--- DATA ---
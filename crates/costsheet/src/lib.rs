//! Cost-sheet engine for real-estate unit pricing.
//!
//! The [`workflows::costing`] module holds the pure pricing rules: plan
//! selection, cost breakdown, and payment schedule. The remaining modules are
//! the adapters around it: the spreadsheet-backed catalog, the page handoff
//! store, and tabular document export.

pub mod config;
pub mod error;
pub mod progress;
pub mod telemetry;
pub mod workflows;
//! Document store abstraction
//!
//! The engine never talks to the database directly. Export reads through
//! this trait and import writes through it.

mod json_dir;
mod memory;

pub use json_dir::JsonDirStore;
pub use memory::MemoryDocumentStore;

use async_trait::async_trait;
use herd_backup_types::DocValue;

use crate::error::BackupResult;

/// Field linking a record document to its farm
pub const FARM_ID_FIELD: &str = "farmId";

/// Key-value document store addressed by collection name and document id
#[async_trait]
pub trait DocumentStore: Send + Sync {
    /// Read one document
    async fn get_document(&self, collection: &str, id: &str) -> BackupResult<Option<DocValue>>;

    /// Read every document of a collection belonging to a farm, as (id, body)
    async fn list_documents(
        &self,
        collection: &str,
        farm_id: &str,
    ) -> BackupResult<Vec<(String, DocValue)>>;

    /// Create or overwrite a document
    async fn put_document(&self, collection: &str, id: &str, document: DocValue)
        -> BackupResult<()>;
}

pub(crate) fn belongs_to_farm(document: &DocValue, farm_id: &str) -> bool {
    document.get(FARM_ID_FIELD).and_then(DocValue::as_str) == Some(farm_id)
}
//! Backup file layout
//!
//! A backup file is a single JSON document: a `_meta` header describing the
//! export, the farm root document and one array per record collection.

use serde::{Deserialize, Serialize};
use serde_json::{Map, Value};
use utoipa::ToSchema;

use crate::error::BackupTypesError;

/// The only backup format version this engine reads and writes
pub const BACKUP_VERSION: u32 = 1;

/// Top-level key of the metadata header
pub const META_KEY: &str = "_meta";

/// Known document collections
#[derive(Debug, Clone, Copy, PartialEq, Eq, Hash, Serialize, Deserialize, ToSchema)]
#[serde(rename_all = "camelCase")]
pub enum Collection {
    /// Farm root documents
    Farms,
    Animals,
    BreedingRecords,
    Reminders,
    WeightRecords,
    FarmInvitations,
}

impl Collection {
    /// Record collections carried as arrays in a backup file, in file order
    pub const RECORDS: [Collection; 5] = [
        Collection::Animals,
        Collection::BreedingRecords,
        Collection::Reminders,
        Collection::WeightRecords,
        Collection::FarmInvitations,
    ];

    /// Order in which an import writes collections
    pub const IMPORT_ORDER: [Collection; 6] = [
        Collection::Farms,
        Collection::Animals,
        Collection::BreedingRecords,
        Collection::Reminders,
        Collection::WeightRecords,
        Collection::FarmInvitations,
    ];

    /// Collection name in the document store
    pub fn as_str(&self) -> &'static str {
        match self {
            Collection::Farms => "farms",
            Collection::Animals => "animals",
            Collection::BreedingRecords => "breedingRecords",
            Collection::Reminders => "reminders",
            Collection::WeightRecords => "weightRecords",
            Collection::FarmInvitations => "farmInvitations",
        }
    }

    /// Key under which the collection appears in a backup file
    pub fn backup_key(&self) -> &'static str {
        match self {
            Collection::Farms => "farm",
            other => other.as_str(),
        }
    }

    /// Parse a collection from its store name or backup key
    pub fn from_name(s: &str) -> Result<Self, BackupTypesError> {
        match s {
            "farm" | "farms" => Ok(Collection::Farms),
            "animals" => Ok(Collection::Animals),
            "breedingRecords" => Ok(Collection::BreedingRecords),
            "reminders" => Ok(Collection::Reminders),
            "weightRecords" => Ok(Collection::WeightRecords),
            "farmInvitations" => Ok(Collection::FarmInvitations),
            _ => Err(BackupTypesError::UnknownCollection(s.to_string())),
        }
    }
}

impl std::fmt::Display for Collection {
    fn fmt(&self, f: &mut std::fmt::Formatter<'_>) -> std::fmt::Result {
        write!(f, "{}", self.as_str())
    }
}

/// Number of documents per record collection
#[derive(Debug, Clone, Copy, Default, PartialEq, Eq, Serialize, Deserialize, ToSchema)]
#[serde(rename_all = "camelCase")]
pub struct BackupCounts {
    #[serde(default)]
    pub animals: u64,
    #[serde(default)]
    pub breeding_records: u64,
    #[serde(default)]
    pub reminders: u64,
    #[serde(default)]
    pub weight_records: u64,
    #[serde(default)]
    pub farm_invitations: u64,
}

impl BackupCounts {
    /// Count for a record collection (the farm root is not counted)
    pub fn get(&self, collection: Collection) -> u64 {
        match collection {
            Collection::Farms => 0,
            Collection::Animals => self.animals,
            Collection::BreedingRecords => self.breeding_records,
            Collection::Reminders => self.reminders,
            Collection::WeightRecords => self.weight_records,
            Collection::FarmInvitations => self.farm_invitations,
        }
    }

    pub fn set(&mut self, collection: Collection, count: u64) {
        match collection {
            Collection::Farms => {}
            Collection::Animals => self.animals = count,
            Collection::BreedingRecords => self.breeding_records = count,
            Collection::Reminders => self.reminders = count,
            Collection::WeightRecords => self.weight_records = count,
            Collection::FarmInvitations => self.farm_invitations = count,
        }
    }

    pub fn total(&self) -> u64 {
        Collection::RECORDS.iter().map(|c| self.get(*c)).sum()
    }

    /// Lenient read of a `counts` object: missing or ill-typed entries count as 0
    fn from_object(map: &Map<String, Value>) -> Self {
        let mut counts = BackupCounts::default();
        for collection in Collection::RECORDS {
            let count = map
                .get(collection.backup_key())
                .and_then(Value::as_u64)
                .unwrap_or(0);
            counts.set(collection, count);
        }
        counts
    }
}

/// Metadata header written at export time
#[derive(Debug, Clone, PartialEq, Serialize, Deserialize, ToSchema)]
#[serde(rename_all = "camelCase")]
pub struct BackupMeta {
    /// Backup format version
    pub version: u32,
    /// Export instant (ISO-8601)
    pub export_date: String,
    pub farm_id: String,
    pub farm_name: String,
    /// User who ran the export
    pub exported_by: String,
    pub counts: BackupCounts,
}

/// What a backup file claims to be, read leniently from its `_meta` block.
///
/// Fields that are missing or of the wrong type are `None` so the operator
/// still sees everything the file does declare.
#[derive(Debug, Clone, Default, PartialEq, Serialize, Deserialize, ToSchema)]
#[serde(rename_all = "camelCase")]
pub struct MetaPreview {
    pub version: Option<i64>,
    pub export_date: Option<String>,
    pub farm_id: Option<String>,
    pub farm_name: Option<String>,
    pub exported_by: Option<String>,
    pub counts: BackupCounts,
}

impl MetaPreview {
    pub fn from_meta_object(meta: &Map<String, Value>) -> Self {
        let text = |key: &str| meta.get(key).and_then(Value::as_str).map(str::to_string);

        Self {
            version: meta.get("version").and_then(whole_number),
            export_date: text("exportDate"),
            farm_id: text("farmId"),
            farm_name: text("farmName"),
            exported_by: text("exportedBy"),
            counts: meta
                .get("counts")
                .and_then(Value::as_object)
                .map(BackupCounts::from_object)
                .unwrap_or_default(),
        }
    }
}

/// An integer, also when written with a zero fraction (`1.0`)
fn whole_number(value: &Value) -> Option<i64> {
    value.as_i64().or_else(|| {
        value
            .as_f64()
            .filter(|f| f.fract() == 0.0 && *f >= i64::MIN as f64 && *f <= i64::MAX as f64)
            .map(|f| f as i64)
    })
}

/// A complete backup as produced by an export
#[derive(Debug, Clone, PartialEq, Serialize, Deserialize)]
#[serde(rename_all = "camelCase")]
pub struct BackupFile {
    #[serde(rename = "_meta")]
    pub meta: BackupMeta,
    /// Farm root document
    pub farm: Value,
    pub animals: Vec<Value>,
    pub breeding_records: Vec<Value>,
    pub reminders: Vec<Value>,
    pub weight_records: Vec<Value>,
    pub farm_invitations: Vec<Value>,
}

impl BackupFile {
    /// Documents of a record collection (empty for the farm root)
    pub fn records(&self, collection: Collection) -> &[Value] {
        match collection {
            Collection::Farms => &[],
            Collection::Animals => &self.animals,
            Collection::BreedingRecords => &self.breeding_records,
            Collection::Reminders => &self.reminders,
            Collection::WeightRecords => &self.weight_records,
            Collection::FarmInvitations => &self.farm_invitations,
        }
    }

    pub fn records_mut(&mut self, collection: Collection) -> Option<&mut Vec<Value>> {
        match collection {
            Collection::Farms => None,
            Collection::Animals => Some(&mut self.animals),
            Collection::BreedingRecords => Some(&mut self.breeding_records),
            Collection::Reminders => Some(&mut self.reminders),
            Collection::WeightRecords => Some(&mut self.weight_records),
            Collection::FarmInvitations => Some(&mut self.farm_invitations),
        }
    }
}
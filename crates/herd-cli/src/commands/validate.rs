use std::path::PathBuf;

use clap::Args;
use colored::Colorize;
use herd_backup::BackupValidator;

use super::{print_report, read_backup_file, EngineArgs};

#[derive(Args)]
pub struct ValidateCommand {
    #[command(flatten)]
    engine: EngineArgs,

    /// Farm the backup would be imported into
    #[arg(long)]
    farm_id: String,

    /// Backup file to check
    #[arg(long, short)]
    input: PathBuf,
}

impl ValidateCommand {
    pub fn execute(self) -> anyhow::Result<()> {
        let config = self.engine.load_config()?;
        let raw = read_backup_file(&self.input)?;

        let report =
            BackupValidator::new(config.supported_version).validate_json(&raw, &self.farm_id);
        print_report(&report);

        if !report.valid {
            anyhow::bail!(
                "{} is not a valid backup ({} errors)",
                self.input.display(),
                report.errors.len()
            );
        }

        println!("{}", "✅ Backup file is valid".bright_green());
        println!();
        Ok(())
    }
}
//! In-memory document store

use std::collections::{BTreeMap, HashMap};

use async_trait::async_trait;
use herd_backup_types::DocValue;
use tokio::sync::RwLock;

use super::{belongs_to_farm, DocumentStore};
use crate::error::BackupResult;

/// Document store held in memory, keyed by collection then id
#[derive(Debug, Default)]
pub struct MemoryDocumentStore {
    collections: RwLock<HashMap<String, BTreeMap<String, DocValue>>>,
}

impl MemoryDocumentStore {
    pub fn new() -> Self {
        Self::default()
    }

    /// Number of documents in a collection
    pub async fn count(&self, collection: &str) -> usize {
        self.collections
            .read()
            .await
            .get(collection)
            .map(BTreeMap::len)
            .unwrap_or(0)
    }

    /// Copy of every document, for assertions
    pub async fn snapshot(&self) -> HashMap<String, BTreeMap<String, DocValue>> {
        self.collections.read().await.clone()
    }
}

#[async_trait]
impl DocumentStore for MemoryDocumentStore {
    async fn get_document(&self, collection: &str, id: &str) -> BackupResult<Option<DocValue>> {
        Ok(self
            .collections
            .read()
            .await
            .get(collection)
            .and_then(|docs| docs.get(id))
            .cloned())
    }

    async fn list_documents(
        &self,
        collection: &str,
        farm_id: &str,
    ) -> BackupResult<Vec<(String, DocValue)>> {
        let collections = self.collections.read().await;
        Ok(collections
            .get(collection)
            .map(|docs| {
                docs.iter()
                    .filter(|(_, doc)| belongs_to_farm(doc, farm_id))
                    .map(|(id, doc)| (id.clone(), doc.clone()))
                    .collect()
            })
            .unwrap_or_default())
    }

    async fn put_document(
        &self,
        collection: &str,
        id: &str,
        document: DocValue,
    ) -> BackupResult<()> {
        self.collections
            .write()
            .await
            .entry(collection.to_string())
            .or_default()
            .insert(id.to_string(), document);
        Ok(())
    }
}
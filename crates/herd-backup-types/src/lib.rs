//! Core types for the Herd backup engine
//!
//! This crate provides the data model shared by the export/import engine and
//! its callers: the document store's native timestamp, the in-memory document
//! tree, the backup file layout and the validation report.
//!
//! # Architecture
//!
//! - **Timestamp**: the document store's point-in-time type
//! - **DocValue**: native document graph as handed out by the store
//! - **Backup file**: `_meta` header plus one entry per known collection
//! - **Validation**: error/warning report produced before any import
//!
//! # Usage
//!
//! The engine (`herd-backup`) depends on this crate; the CLI and the web
//! application consume the report and meta types directly.

pub mod backup_file;
pub mod error;
pub mod timestamp;
pub mod validation;
pub mod value;

pub use backup_file::{
    BackupCounts, BackupFile, BackupMeta, Collection, MetaPreview, BACKUP_VERSION, META_KEY,
};
pub use error::{BackupTypesError, BackupTypesResult};
pub use timestamp::Timestamp;
pub use validation::{ValidationLevel, ValidationReport};
pub use value::{DocValue, Document};
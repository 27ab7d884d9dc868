//! Error types for the backup service

use thiserror::Error;

/// Result type for backup operations
pub type BackupResult<T> = Result<T, BackupError>;

/// Errors that can occur while exporting or importing a backup
#[derive(Error, Debug)]
pub enum BackupError {
    /// The backup file failed validation; nothing was written
    #[error("Backup file rejected: {}", .errors.join("; "))]
    Validation { errors: Vec<String> },

    #[error("Resource not found: {0}")]
    NotFound(String),

    /// The document store failed a read or write
    #[error("Document store error: {0}")]
    Store(String),

    #[error("Invalid configuration: {0}")]
    Configuration(String),

    #[error("Serialization error: {0}")]
    Serialization(#[from] serde_json::Error),

    #[error("IO error: {0}")]
    Io(#[from] std::io::Error),

    #[error("Data model error: {0}")]
    Types(#[from] herd_backup_types::BackupTypesError),
}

--- PROBLEM TO WORK ON ---
Please show, exactly as written, every line above that contains the word "pricing".

--- THE ANSWER ---
//! Cost-sheet engine for real-estate unit pricing.
//! The [`workflows::costing`] module holds the pure pricing rules: plan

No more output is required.